Crisis Group's President Robert Malley on this month's conflict developments
The President's Take

Saving the Hodeida deal to increase aid to Yemenis

In his introduction to this month's edition of CrisisWatch, Crisis Group's conflict tracker, our President Robert Malley reflects on his recent trip to Yemen, discusses indicators of escalation in Mali and signs of hope in Algeria.

Last week I travelled to Yemen where the three-month old UN-brokered agreement to avoid a coalition assault on the port city of Hodeida – and thereby avert an even worse humanitarian catastrophe – hangs by a thread. Exploiting textual ambiguities, both the government and rebel Huthis, or Ansar Allah, are balking at redeploying their forces away from front lines because of a dispute over who will control the port-city after the withdrawal. There are legitimate reasons for the differing interpretations, but these ought not hold up implementation of the deal’s core provision, the demilitarisation of Hodeida port and city, which will allow the freer flow of goods and avert a catastrophic battle. One solution would be for the parties to agree to withdraw their forces and put off until later the issue of local control. If that’s what the UN envoy decides, all countries with influence – Saudi Arabia, the United Arab Emirates (UAE), Oman, Iran, the U.S. along with other Western nations – should resolutely back him and press Yemeni parties to comply.

This coming week, I will be in Mali, the recent scene of a horrendous massacre. On 23 March, about a hundred Dozos – fighters who hail mostly from the Dogon and who have been battling the Fulani over access to land – killed at least 160 Fulani men, women and children, in the village of Ogossagou, in the centre of the country. The event was particularly gruesome, but it was not unique. The combination of the government’s increasing reliance on ethnically-based armed groups to fight jihadists and the security forces’ persecution of Fulanis whom they claim to be aligned with those same jihadists has proved toxic. Risks are considerable: that ethnic cleansing will spread, that Fulanis will be tempted to join the jihadist cause, and that spiralling ethnic violence engulfs not just Mali but neighbouring Burkina Faso as well.

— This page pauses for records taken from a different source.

//! Redis-backed menu cache.

use async_trait::async_trait;
use redis::AsyncCommands;
use redis::aio::MultiplexedConnection;
use tracing::debug;
use warden_application::MenuCache;
use warden_core::{AppError, AppResult};
use warden_domain::TreeNode;

/// Redis implementation of the menu cache port. The menu is stored as one JSON
/// document under a single key with no expiry.
#[derive(Clone)]
pub struct RedisMenuCache {
    client: redis::Client,
    key: String,
}

impl RedisMenuCache {
    /// Creates a cache adapter with a configured Redis client and key prefix.
    #[must_use]
    pub fn new(client: redis::Client, key_prefix: impl AsRef<str>) -> Self {
        Self {
            client,
            key: format!("{}:menu", key_prefix.as_ref()),
        }
    }

    async fn connection(&self) -> AppResult<MultiplexedConnection> {
        self.client
            .get_multiplexed_async_connection()
            .await
            .map_err(|error| AppError::Internal(format!("failed to connect to redis: {error}")))
    }
}

#[async_trait]
impl MenuCache for RedisMenuCache {
    async fn get_menu(&self) -> AppResult<Option<Vec<TreeNode>>> {
        let mut connection = self.connection().await?;
        let encoded: Option<String> = connection
            .get(self.key.as_str())
            .await
            .map_err(|error| AppError::Internal(format!("failed to read menu cache: {error}")))?;

        encoded
            .map(|value| {
                serde_json::from_str::<Vec<TreeNode>>(&value).map_err(|error| {
                    AppError::Internal(format!("invalid menu cache entry: {error}"))
                })
            })
            .transpose()
    }

    async fn put_menu(&self, nodes: &[TreeNode]) -> AppResult<()> {
        let value = serde_json::to_string(nodes)
            .map_err(|error| AppError::Internal(format!("failed to encode menu: {error}")))?;
        let mut connection = self.connection().await?;

        connection
            .set(self.key.as_str(), value)
            .await
            .map_err(|error| AppError::Internal(format!("failed to write menu cache: {error}")))
    }

    async fn invalidate(&self) -> AppResult<()> {
        let mut connection = self.connection().await?;

        let removed: i64 = connection
            .del(self.key.as_str())
            .await
            .map_err(|error| AppError::Internal(format!("failed to clear menu cache: {error}")))?;

        debug!(key = %self.key, removed, "menu cache cleared");
        Ok(())
    }
}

Throughout this period, my mind has been on Algeria, the country through which I was first introduced to the Arab world, and with which I have a long history and deep ties. From the struggle for independence in the 1950s and 60s, to the civil war in the 1990s, Algeria’s chapters often have been written in blood. But the sight of hundreds of thousands peacefully marching, reclaiming their history, and refusing to turn their proud nation into a farce, provided – for at least a fleeting moment – reason for hope.

Our colleague Michael Kovrig remains in detention, held for no good reason and under unjustifiable conditions by Chinese authorities. The 100-day mark has been passed. Enough already.